Fenenga retired from teaching this past year, and from coaching in 2019.
Fenenga led his Santa Ynez boys volleyball teams to seven CIF-Southern Section titles and made the CIF-SS finals 10 times. The boys program qualified for the CIF-SS playoffs 29 years in a row and set CIF records with 19 consecutive league championships, 208 straight league wins and four straight CIF-SS titles.
Combining boys and girls volleyball Los Padres League titles, Fenenga holds the most league championships by any coach in Santa Ynez school history at 30. Under Fenenga, the boys volleyball teams won 75 percent of their games (476-160 career record) and were named mythical National High School champions by Volleyball Monthly.

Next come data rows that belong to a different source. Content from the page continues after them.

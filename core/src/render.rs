//! Human-readable rendering of an [`ErrorReport`].

use std::fmt::Write;

use crate::report::{ErrorReport, Finding, FindingMap};

const HEADER: &str = "Validation errors:";
const INDENT: &str = "  ";

/// Renders `report` as the text printed by the command-line checker.
///
/// Each section starts with a `[name]` line. Fields are listed below it as
/// `name:` headers with one `- message` bullet per finding; nested scopes
/// such as modules and arguments indent one level further per depth.
///
/// # Examples
///
/// ```
/// use biolib_config_core::{ErrorReport, FindingMap, render_text};
///
/// let mut section = FindingMap::new();
/// section.set_message("output_type", "bad output type");
///
/// assert_eq!(
///     render_text(&ErrorReport::from_section(section)),
///     "Validation errors:\n\n[config_yml]\n  output_type:\n    - bad output type\n",
/// );
/// ```
pub fn render_text(report: &ErrorReport) -> String {
    let mut out = String::new();
    let _ = writeln!(out, "{HEADER}");
    for (section, finding) in report.sections().iter() {
        let _ = writeln!(out, "\n[{section}]");
        write_finding(&mut out, finding, 1);
    }
    out
}

fn write_finding(out: &mut String, finding: &Finding, depth: usize) {
    match finding {
        Finding::Messages(messages) => {
            let indent = INDENT.repeat(depth);
            for message in messages {
                let _ = writeln!(out, "{indent}- {message}");
            }
        }
        Finding::Nested(map) => write_map(out, map, depth),
    }
}

fn write_map(out: &mut String, map: &FindingMap, depth: usize) {
    let indent = INDENT.repeat(depth);
    for (name, finding) in map.iter() {
        let _ = writeln!(out, "{indent}{name}:");
        write_finding(out, finding, depth + 1);
    }
}
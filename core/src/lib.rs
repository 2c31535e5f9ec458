//! Validation of BioLib application manifests (`.biolib/config.yml`).
//!
//! A manifest is parsed into a [`Document`] and checked in stages:
//!
//! - the `biolib_version` gate ([`validate_version`]), which fails fast with a
//!   fatal [`ValidationError`] and selects the task [`Dialect`];
//! - document-level fields ([`fields`]);
//! - every module ([`task`]), using the micro-grammars in [`grammar`] and
//!   the rule tables in [`catalog`];
//! - every argument ([`argument`]).
//!
//! All findings past the version gate are accumulated into one
//! [`ErrorReport`] rather than stopping at the first problem.
//! [`render_text`] turns a report into the text the command-line checker
//! prints.
//!
//! # Example
//!
//! ```
//! use biolib_config_core::*;
//!
//! let doc = Document::parse(
//!     r#"
//! biolib_version: 2
//! modules:
//!   main:
//!     image: local-docker://my-tool:latest
//!     working_directory: /home/biolib/
//!     input_files: [COPY / /home/biolib/]
//!     output_files: [COPY /home/biolib/out/ /]
//! arguments:
//!   - key: --input
//!     type: text-file
//!     description: Sequence to analyse
//! "#,
//! )
//! .unwrap();
//! assert_eq!(validate_document(&doc), Ok(()));
//!
//! let doc = Document::parse("biolib_version: 2\nmodules:\n  main:\n    image: ftp://x\n").unwrap();
//! let err = validate_document(&doc).unwrap_err();
//! let text = render_text(&err.to_report());
//! assert!(text.contains("  modules:\n    main:\n"));
//! assert!(text.contains("      image:\n        - Wrong environment on image of module main."));
//! ```

pub mod argument;
pub mod catalog;
mod document;
mod error;
pub mod fields;
pub mod grammar;
mod render;
mod report;
pub mod task;
mod validate;

pub use document::Document;
pub use error::{LoadError, Result, ValidationError};
pub use render::render_text;
pub use report::{ErrorReport, Finding, FindingMap, ROOT_SECTION};
pub use task::Dialect;
pub use validate::{collect_findings, validate_document, validate_version};
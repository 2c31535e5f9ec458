//! Per-module validation.
//!
//! Every module name first goes through the name grammar; only modules with
//! a valid name have their body checked. The body rules depend on the
//! [`Dialect`] selected by the manifest version, and the two dialects are
//! validated by separate functions that share only the working-directory
//! and unsupported-field checks.

use serde_yaml::{Mapping, Value};

use crate::catalog::{
    self, CURRENT_TASK_FIELDS, DEPRECATED_TASK_FIELDS, EXECUTORS, Environment, GpuPreference,
    LEGACY_TASK_FIELDS, TASK_BASE_FIELDS,
};
use crate::document::{Document, key_name};
use crate::grammar::{
    ExecutorError, ExecutorSpec, FileMapping, ImageError, ImageUri, MappingError, validate_name,
};
use crate::report::{Finding, FindingMap};

/// Task schema variant, selected by `biolib_version`.
#[derive(Debug, Clone, Copy, PartialEq, Eq)]
pub enum Dialect {
    /// `executor` + `path` modules, or a bare string shorthand.
    Legacy,
    /// Image-based modules with file mappings and machine settings.
    Current,
}

impl Dialect {
    /// Maps a manifest version to its dialect.
    pub fn for_version(version: i64) -> Option<Self> {
        match version {
            catalog::LEGACY_BIOLIB_VERSION => Some(Self::Legacy),
            catalog::SUPPORTED_BIOLIB_VERSION => Some(Self::Current),
            _ => None,
        }
    }

    /// The manifest version this dialect belongs to.
    pub fn version(self) -> i64 {
        match self {
            Self::Legacy => catalog::LEGACY_BIOLIB_VERSION,
            Self::Current => catalog::SUPPORTED_BIOLIB_VERSION,
        }
    }

    fn accepts_field(self, field: &str) -> bool {
        let dialect_fields = match self {
            Self::Legacy => LEGACY_TASK_FIELDS,
            Self::Current => CURRENT_TASK_FIELDS,
        };
        TASK_BASE_FIELDS.contains(&field) || dialect_fields.contains(&field)
    }
}

/// The three file-mapping lists of a current-dialect module.
#[derive(Debug, Clone, Copy, PartialEq, Eq)]
pub enum MappingKind {
    InputFiles,
    OutputFiles,
    SourceFiles,
}

impl MappingKind {
    pub const ALL: [MappingKind; 3] = [
        MappingKind::InputFiles,
        MappingKind::OutputFiles,
        MappingKind::SourceFiles,
    ];

    /// Field name of the list in a module.
    pub fn field(self) -> &'static str {
        match self {
            Self::InputFiles => "input_files",
            Self::OutputFiles => "output_files",
            Self::SourceFiles => "source_files",
        }
    }
}

/// Validates the `modules` section.
///
/// Returns an empty finding when every module is valid or the section is
/// absent. Modules without findings are left out.
pub fn validate_tasks(doc: &Document, dialect: Dialect) -> Finding {
    let Some(value) = doc.get("modules") else {
        return Finding::Nested(FindingMap::new());
    };
    let Some(modules) = value.as_mapping() else {
        return Finding::message(
            "The modules field is invalid. Please define modules as a YAML dict of module names to module definitions",
        );
    };

    let mut findings = FindingMap::new();
    for (name, body) in modules {
        let name = key_name(name);
        if let Some(finding) = validate_task(&name, body, dialect) {
            findings.set(name, finding);
        }
    }
    Finding::Nested(findings)
}

/// Validates one module, returning `None` when it has no findings.
///
/// An invalid name yields a single message and the body is not inspected.
pub fn validate_task(name: &str, body: &Value, dialect: Dialect) -> Option<Finding> {
    let name = match validate_name(name) {
        Ok(name) => name,
        Err(err) => {
            tracing::debug!(module = name, error = %err, "Rejected module name");
            return Some(Finding::message(format!(
                "The module name {name} is invalid, {err}"
            )));
        }
    };

    let mut findings = FindingMap::new();
    match dialect {
        Dialect::Legacy => validate_legacy_task(name, body, &mut findings),
        Dialect::Current => validate_current_task(name, body, &mut findings),
    }

    tracing::debug!(
        module = name,
        ?dialect,
        findings = findings.message_count(),
        "Validated module"
    );
    (!findings.is_empty()).then_some(Finding::Nested(findings))
}

fn validate_legacy_task(name: &str, body: &Value, findings: &mut FindingMap) {
    let task = match body {
        // Shorthand reference to a module defined elsewhere.
        Value::String(_) => return,
        Value::Mapping(task) => task,
        _ => {
            report_wrong_type(name, Dialect::Legacy, findings);
            return;
        }
    };

    check_unsupported_task_fields(name, task, Dialect::Legacy, findings);
    check_executor(name, task, findings);
    check_working_directory(name, task, findings);
}

fn validate_current_task(name: &str, body: &Value, findings: &mut FindingMap) {
    let Some(task) = body.as_mapping() else {
        report_wrong_type(name, Dialect::Current, findings);
        return;
    };

    check_unsupported_task_fields(name, task, Dialect::Current, findings);
    for kind in MappingKind::ALL {
        check_mappings(name, task, kind, findings);
    }
    check_image(name, task, findings);
    check_gpu(task, findings);
    check_default_machine(task, findings);
    check_disable_default_machine_override(task, findings);
    check_working_directory(name, task, findings);
}

fn report_wrong_type(name: &str, dialect: Dialect, findings: &mut FindingMap) {
    findings.set_message(
        "unsupported_fields",
        format!(
            "Module {name} is the wrong type. Modules can only be a YAML dict in version {}",
            dialect.version()
        ),
    );
}

fn check_unsupported_task_fields(
    name: &str,
    task: &Mapping,
    dialect: Dialect,
    findings: &mut FindingMap,
) {
    let errors = task
        .keys()
        .map(key_name)
        .filter(|field| !dialect.accepts_field(field))
        .map(|field| {
            if DEPRECATED_TASK_FIELDS.contains(&field.as_str()) {
                format!("The field \"{field}\" has been deprecated please use \"default_machine\" instead")
            } else {
                format!(
                    "The field \"{field}\" on module \"{name}\" is invalid for \"biolib_version: {}\"",
                    dialect.version()
                )
            }
        })
        .collect();
    findings.set_messages("unsupported_fields", errors);
}

// ---------------------------------------------------------------------------
// Current dialect
// ---------------------------------------------------------------------------

fn targets_app_data(task: &Mapping) -> bool {
    task.get("image")
        .and_then(Value::as_str)
        .is_some_and(|image| image.starts_with(&Environment::AppData.prefix()))
}

fn check_mappings(name: &str, task: &Mapping, kind: MappingKind, findings: &mut FindingMap) {
    let field = kind.field();
    let Some(value) = task.get(field) else {
        if kind != MappingKind::SourceFiles && !targets_app_data(task) {
            findings.set_message(
                field,
                format!("{field} field on module {name} is required. Please specify your {field}."),
            );
        }
        return;
    };
    let Some(items) = value.as_sequence() else {
        findings.set_message(
            field,
            format!(
                "{field} field on module {name} is invalid. Please format the field as a yaml array."
            ),
        );
        return;
    };

    for item in items {
        let Some(directive) = item.as_str() else {
            let err = MappingError::WrongArity;
            findings.set_message(field, mapping_message(field, &key_name(item), name, &err));
            return;
        };
        if let Err(err) = FileMapping::parse(directive) {
            findings.set_message(field, mapping_message(field, directive, name, &err));
            return;
        }
    }
}

fn mapping_message(field: &str, mapping: &str, module: &str, err: &MappingError) -> String {
    const FORMAT_HINT: &str =
        "Please use the format \"COPY from_path to_path\" i.e. \"COPY / /home/biolib/\"";
    let item = format!("{field} item {mapping} on module {module}");
    match err {
        MappingError::WrongArity => format!("{item} is invalid. {FORMAT_HINT}"),
        MappingError::MissingCopy => format!("{item} is missing the COPY command. {FORMAT_HINT}"),
        MappingError::InvalidVariable { path } => format!(
            "{item} in path \"{path}\" is using an invalid variable. Please only use variables \
             referring to an argument number, where \"$1\" refers to the first argument \
             i.e. \"COPY $1 /home/biolib/$1\""
        ),
        MappingError::DirectoryToFile => {
            format!("{item} is invalid. Directories can only map to other directories")
        }
        MappingError::RelativePath { path } => {
            format!("{item} on path \"{path}\" is invalid. Only absolute paths allowed")
        }
        MappingError::ConsecutiveSlashes => {
            format!("{item} is invalid. Directories can not have consecutive slashes")
        }
    }
}

fn check_image(name: &str, task: &Mapping, findings: &mut FindingMap) {
    let Some(value) = task.get("image") else {
        findings.set_message(
            "image",
            format!("You must define an image to use for module {name}."),
        );
        return;
    };

    let parsed = value
        .as_str()
        .ok_or(ImageError::MissingScheme)
        .and_then(ImageUri::parse);
    if let Err(err) = parsed {
        findings.set_message("image", image_message(name, &err));
    }
}

fn image_message(module: &str, err: &ImageError) -> String {
    match err {
        ImageError::MissingScheme => format!(
            "Wrong image format on module {module}. You must define an image using the following \
             format \"environment://image_name:version\""
        ),
        ImageError::UnknownEnvironment { .. } => format!(
            "Wrong environment on image of module {module}. The environment should be specified \
             before \"://\" and can only be one of {}",
            catalog::format_choices(Environment::ALL.map(Environment::as_str))
        ),
        ImageError::Managed(ExecutorError::MissingSeparator) => format!(
            "Missing version on the image of module {module}. A version must be specified at the \
             end of the image like so: \"environment://image_name:version\""
        ),
        ImageError::Managed(ExecutorError::UnknownExecutor { name }) => {
            let namespace = catalog::MANAGED_IMAGE_NAMESPACE;
            format!(
                "Invalid image name {namespace}{name} for biolib executor on module {module}. \
                 The supported biolib executors are {}",
                catalog::format_choices(
                    EXECUTORS
                        .iter()
                        .map(|executor| format!("{namespace}{}", executor.name))
                ),
            )
        }
        ImageError::Managed(ExecutorError::UnsupportedVersion { executor, .. }) => format!(
            "Invalid version for biolib executor {name} on module {module}. The supported \
             versions for {name} are {}",
            catalog::format_choices(executor.supported_versions()),
            name = executor.name,
        ),
    }
}

fn check_gpu(task: &Mapping, findings: &mut FindingMap) {
    let Some(value) = task.get("gpu") else {
        return;
    };
    if value.as_str().and_then(GpuPreference::parse).is_none() {
        findings.set_message(
            "gpu",
            format!(
                "Invalid value for \"gpu\". You can specify one of {}",
                catalog::format_choices(GpuPreference::ALL.map(GpuPreference::as_str))
            ),
        );
    }
}

fn check_default_machine(task: &Mapping, findings: &mut FindingMap) {
    let Some(value) = task.get("default_machine") else {
        return;
    };
    if value.as_str().and_then(catalog::machine_tier).is_none() {
        findings.set_message("default_machine", "Invalid machine type");
    }
    if task.contains_key("gpu") {
        findings.set_message(
            "default_machine",
            "Cannot be specified with the \"gpu\" option",
        );
    }
}

fn check_disable_default_machine_override(task: &Mapping, findings: &mut FindingMap) {
    if task
        .get("disable_default_machine_override")
        .is_some_and(|value| !value.is_bool())
    {
        findings.set_message("disable_default_machine_override", "Must be boolean");
    }
}

// ---------------------------------------------------------------------------
// Legacy dialect
// ---------------------------------------------------------------------------

fn check_executor(name: &str, task: &Mapping, findings: &mut FindingMap) {
    const FORMAT_HINT: &str = "Make sure you follow the format executor_name:version";

    let Some(value) = task.get("executor") else {
        findings.set_message(
            "executor",
            format!("You must define an executor in your module definition; {FORMAT_HINT}"),
        );
        return;
    };
    let spec = key_name(value);
    let parsed = match value.as_str() {
        Some(spec) => ExecutorSpec::parse_legacy(spec).map(|_| ()),
        None => Err(ExecutorError::MissingSeparator),
    };

    let message = match parsed {
        Ok(()) => return,
        Err(ExecutorError::MissingSeparator) => format!(
            "Executor {spec} on module {name} is invalid. Please only use \":\" to separate the \
             executor name from its version i.e. \"python:3.9\"."
        ),
        Err(ExecutorError::UnknownExecutor { .. }) => {
            format!("You provided an invalid executor in module {name}; {FORMAT_HINT}")
        }
        Err(ExecutorError::UnsupportedVersion { executor, .. }) => format!(
            "Invalid version for executor {executor_name} on module {name}. The supported \
             versions for {executor_name} are {}",
            catalog::format_choices(executor.supported_versions()),
            executor_name = executor.name,
        ),
    };
    findings.set_message("executor", message);
}

// ---------------------------------------------------------------------------
// Shared
// ---------------------------------------------------------------------------

fn check_working_directory(name: &str, task: &Mapping, findings: &mut FindingMap) {
    let Some(value) = task.get("working_directory") else {
        return;
    };
    let prefix = format!("Wrong path format on working_directory for {name}.");
    let directory = value.as_str().unwrap_or_default();

    let message = if !directory.starts_with('/') {
        format!("{prefix} Directory path must be an absolute path")
    } else if !directory.ends_with('/') {
        format!("{prefix} Directories must end in a slash: \"/dir/sub_dir/\"")
    } else if directory.contains("//") {
        format!("{prefix} Directories can not have consecutive slashes")
    } else {
        return;
    };
    findings.set_message("working_directory", message);
}
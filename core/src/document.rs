//! The parsed manifest handed to the validator.
//!
//! A [`Document`] is an immutable view over a YAML mapping. Loading from
//! text or disk lives here too, so validators only ever see a tree that is
//! known to have a mapping at its root.
//!
//! # Examples
//!
//! ```
//! use biolib_config_core::Document;
//!
//! let doc = Document::parse("biolib_version: 2\noutput_type: text\n").unwrap();
//! assert!(doc.contains("output_type"));
//! assert_eq!(doc.get("output_type").and_then(|v| v.as_str()), Some("text"));
//! ```

use std::path::Path;

use serde_yaml::{Mapping, Value};

use crate::error::{LoadError, Result};

/// A manifest whose root is a mapping.
#[derive(Debug, Clone, PartialEq)]
pub struct Document {
    root: Mapping,
}

impl Document {
    /// Wraps an already-parsed mapping.
    pub fn from_mapping(root: Mapping) -> Self {
        Self { root }
    }

    /// Wraps a parsed YAML value.
    ///
    /// # Errors
    ///
    /// Returns [`LoadError::Empty`] for a null document and
    /// [`LoadError::NotAMapping`] for any other non-mapping root.
    pub fn from_value(value: Value) -> Result<Self> {
        match value {
            Value::Null => Err(LoadError::Empty),
            Value::Mapping(root) => Ok(Self { root }),
            _ => Err(LoadError::NotAMapping),
        }
    }

    /// Parses YAML text.
    ///
    /// # Errors
    ///
    /// Returns [`LoadError::Yaml`] for malformed text, plus the errors of
    /// [`Document::from_value`].
    pub fn parse(text: &str) -> Result<Self> {
        if text.trim().is_empty() {
            return Err(LoadError::Empty);
        }
        let value: Value = serde_yaml::from_str(text)?;
        Self::from_value(value)
    }

    /// Reads and parses a YAML file.
    ///
    /// # Errors
    ///
    /// Returns [`LoadError::Io`] if the file cannot be read, plus the errors
    /// of [`Document::parse`].
    pub fn load(path: impl AsRef<Path>) -> Result<Self> {
        let path = path.as_ref();
        tracing::debug!(path = %path.display(), "Loading config");
        let text = std::fs::read_to_string(path)?;
        Self::parse(&text)
    }

    /// The root mapping.
    pub fn root(&self) -> &Mapping {
        &self.root
    }

    pub fn get(&self, key: &str) -> Option<&Value> {
        self.root.get(key)
    }

    pub fn contains(&self, key: &str) -> bool {
        self.root.contains_key(key)
    }

    /// Top-level keys rendered as text, in document order.
    pub fn keys(&self) -> impl Iterator<Item = String> + '_ {
        self.root.keys().map(key_name)
    }
}

/// Renders a mapping key or scalar as the text users wrote.
pub(crate) fn key_name(value: &Value) -> String {
    match value {
        Value::String(s) => s.clone(),
        Value::Number(n) => n.to_string(),
        Value::Bool(b) => b.to_string(),
        Value::Null => "null".to_string(),
        Value::Tagged(tagged) => key_name(&tagged.value),
        other => serde_yaml::to_string(other)
            .map(|text| text.trim_end().to_string())
            .unwrap_or_default(),
    }
}

/// YAML truthiness: null, `false`, zero, and empty strings or collections
/// are falsy.
pub(crate) fn is_truthy(value: &Value) -> bool {
    match value {
        Value::Null => false,
        Value::Bool(b) => *b,
        Value::Number(n) => n.as_f64().is_some_and(|f| f != 0.0),
        Value::String(s) => !s.is_empty(),
        Value::Sequence(seq) => !seq.is_empty(),
        Value::Mapping(map) => !map.is_empty(),
        Value::Tagged(tagged) => is_truthy(&tagged.value),
    }
}
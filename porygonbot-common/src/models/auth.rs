use std::fmt;
use super::credential::{TokenPair, ValidatedIdentity};

/// Someone granted the bot access. `claimed_user_id` comes from the
/// authorization payload and is only a hint; validation decides.
#[derive(Clone)]
pub struct AuthorizationEvent {
    pub claimed_user_id: Option<String>,
    pub tokens: TokenPair,
}

impl AuthorizationEvent {
    pub fn new(
        claimed_user_id: Option<String>,
        access_token: impl Into<String>,
        refresh_token: impl Into<String>,
    ) -> Self {
        Self {
            claimed_user_id,
            tokens: TokenPair {
                access_token: access_token.into(),
                refresh_token: refresh_token.into(),
            },
        }
    }
}

impl fmt::Debug for AuthorizationEvent {
    fn fmt(&self, f: &mut fmt::Formatter<'_>) -> fmt::Result {
        f.debug_struct("AuthorizationEvent")
            .field("claimed_user_id", &self.claimed_user_id)
            .finish_non_exhaustive()
    }
}

/// What happened to the subscription step of an authorization.
#[derive(Debug, Clone, PartialEq, Eq)]
pub enum SubscriptionOutcome {
    Subscribed,
    /// The validated identity is the bot itself.
    SkippedSelf,
    /// The payload carried no user id.
    SkippedNoClaim,
    /// Persisted but not subscribed; the next restart retries.
    Failed(String),
}

#[derive(Debug, Clone, PartialEq, Eq)]
pub struct AuthorizationOutcome {
    pub identity: ValidatedIdentity,
    pub subscription: SubscriptionOutcome,
}
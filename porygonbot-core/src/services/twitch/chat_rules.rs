//! Probabilistic and keyword rules that run on every chat line before
//! command dispatch. Each rule yields exactly one `RuleMatch`.

use regex::Regex;
use porygonbot_common::models::{ChatEvent, RuleKind, RuleMatch};
use crate::utils::RandomSource;
use super::message_classifier::ClassifierConfig;

/// Characters a corrupted message is rebuilt from.
pub const GARBLE_ALPHABET: &str =
    "abcdefghijklmnopqrstuvwxyzABCDEFGHIJKLMNOPQRSTUVWXYZ0123456789!@#$%^&*()_+=-,/?<>:;|\\[]{}";

pub const CORRUPTION_SIDES: u32 = 50;
pub const KEYWORD_SIDES: u32 = 10;
pub const LAG_SIDES: u32 = 10;

pub const LAG_TERMS: [&str; 3] = ["lag", "lagging", "lagged"];

/// Single-word greetings, compared against whole tokens.
pub const GREETING_WORDS: [&str; 7] = ["hello", "hi", "hey", "yo", "sup", "greetings", "howdy"];

/// Multi-word greetings, matched as substrings.
pub const GREETING_PHRASES: [&str; 5] =
    ["good morning", "good afternoon", "good evening", "how are you", "what's up"];

/// Replace every character of `text` with a random member of
/// [`GARBLE_ALPHABET`]. The result has as many characters as the input.
pub fn garble(text: &str, rng: &mut dyn RandomSource) -> String {
    let alphabet: Vec<char> = GARBLE_ALPHABET.chars().collect();
    text.chars()
        .map(|_| alphabet[rng.pick_index(alphabet.len())])
        .collect()
}

/// 1-in-50 on every message, whatever it says.
pub fn corruption(event: &ChatEvent, rng: &mut dyn RandomSource) -> RuleMatch {
    if rng.roll(1, CORRUPTION_SIDES) != 1 {
        return RuleMatch::miss(RuleKind::Corruption);
    }
    let garbled = garble(&event.text, rng);
    RuleMatch::respond(
        RuleKind::Corruption,
        format!(
            "ATTENTION {}! ERROR: Message Integrity Compromised - {}",
            event.chatter.name, garbled
        ),
    )
}

/// The roll only happens when the keyword is present.
pub fn keyword_mention(
    lowered: &str,
    config: &ClassifierConfig,
    rng: &mut dyn RandomSource,
) -> RuleMatch {
    if config.keyword.is_empty() || !lowered.contains(&config.keyword.to_lowercase()) {
        return RuleMatch::miss(RuleKind::KeywordMention);
    }
    if rng.roll(1, KEYWORD_SIDES) == 1 {
        RuleMatch::respond(RuleKind::KeywordMention, "NOTICE: Superior Entity Mentioned!")
    } else {
        RuleMatch::miss(RuleKind::KeywordMention)
    }
}

pub fn lag_keyword(lowered: &str, rng: &mut dyn RandomSource) -> RuleMatch {
    if !LAG_TERMS.iter().any(|t| lowered.contains(t)) {
        return RuleMatch::miss(RuleKind::LagKeyword);
    }
    if rng.roll(1, LAG_SIDES) == 1 {
        RuleMatch::respond(RuleKind::LagKeyword, "ALERT: Lag Detected - Run Diagnostics...")
    } else {
        RuleMatch::miss(RuleKind::LagKeyword)
    }
}

/// True when `lowered` contains a greeting. Single words must be whole
/// tokens after splitting on non-word runs, so "shellout" is not "hello".
pub fn is_greeting(lowered: &str, word_splitter: &Regex) -> bool {
    if GREETING_PHRASES.iter().any(|p| lowered.contains(p)) {
        return true;
    }
    word_splitter
        .split(lowered)
        .any(|tok| GREETING_WORDS.contains(&tok))
}

pub fn greeting(
    event: &ChatEvent,
    lowered: &str,
    word_splitter: &Regex,
    config: &ClassifierConfig,
) -> RuleMatch {
    if !is_greeting(lowered, word_splitter) {
        return RuleMatch::miss(RuleKind::Greeting);
    }
    let mut text = format!(
        "GREETING: Hello {}! Welcome to the stream, hope you enjoy your time here!",
        event.chatter.name
    );
    if !config.greeting_emote.is_empty() {
        text.push(' ');
        text.push_str(&config.greeting_emote);
    }
    RuleMatch::respond(RuleKind::Greeting, text)
}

Fenenga’s boys volleyball program produced 18 NCAA Division I players, including four NCAA National Players of the Year, and three U.S. Olympians.
In his 10 years as the girls volleyball coach, Fenenga went 199-86, with seven Los Padres League titles. He made the CIF-SS playoffs 10 years in a row, reaching the semifinals twice and the quarterfinals six times. The program produced six NCAA Division I players.
Fenenga was also California Coach of the Year (as named by the California Coaches Association in 1998) and the Los Padres League Coach of the Year in volleyball 23 times for the boys program and seven times with the girls program.
He now joins the honor of being in the Hall of Fame with former coaching and teaching colleague JoAnn Reck, who received her award back in 2018 for her basketball coaching career.
Fenenga’s career started when he accepted a teaching position at Santa Ynez in 1989, and began coaching the next year when Kit Myers, the girls’ varsity coach at the time, invited him to coach the girls’ junior varsity team.
“It was around 1992 when Bob Witt approached me about his incoming freshmen and expressed desire for me to coach a boys team,” Fenenga said. “We literally built the program from the ground up and I am so honored I got to teach all those kids. I also had fantastic assistant coaches like Mark Peterschick and we worked so well together.”
The success his players found in volleyball continued beyond high school. Fenenga has seen 18 student-athletes move on to play at the NCAA Division I level, including George Roumain, Chris Peña, and Andy and Larry Witt. The Witt brothers’ success also continued after college, as they played AVP Pro Beach Volleyball, and Andy Witt went on to the Olympic team, winning silver in the 1996 Olympic Games.
Peña went on to play at UCLA as well as professionally in Europe. Peña won championships while playing in Spain and France.
After being diagnosed with stage 4 cancer 14 years ago, a focus on winning that next point in volleyball helped Fenenga battle the disease.
“That’s one of the great thing about sports. You forget about all the stuff, the needles, the surgery, the chemotherapy,” Fenenga said. “It just disappears and all you have is the game and the kids and a simple goal. It was positive and very affirming.”
He has been cancer free for eight years.
Even though there wasn’t much pomp and circumstance, he loved his time at SYHS and all the kids he got to coach and his fellow coaches and teaching staff.
“I really appreciated the opportunity that I got to coach my own kids and connect with them in that way as well,” Fenenga said. “And of course my wife, who let me do this while she took care of all the things at home when I was away.”
Fenenga said he hasn’t really had a chance to soak in retirement yet with all that is going on in the world. He also realized that his “Honey-Do” list is miles long and there’s always something needing to be fixed.
“I am just so thankful and glad to have been able to coach all those kids and work with so many great people, but I am excited for the next chapter and to enjoy more time with my family,” Fenenga said.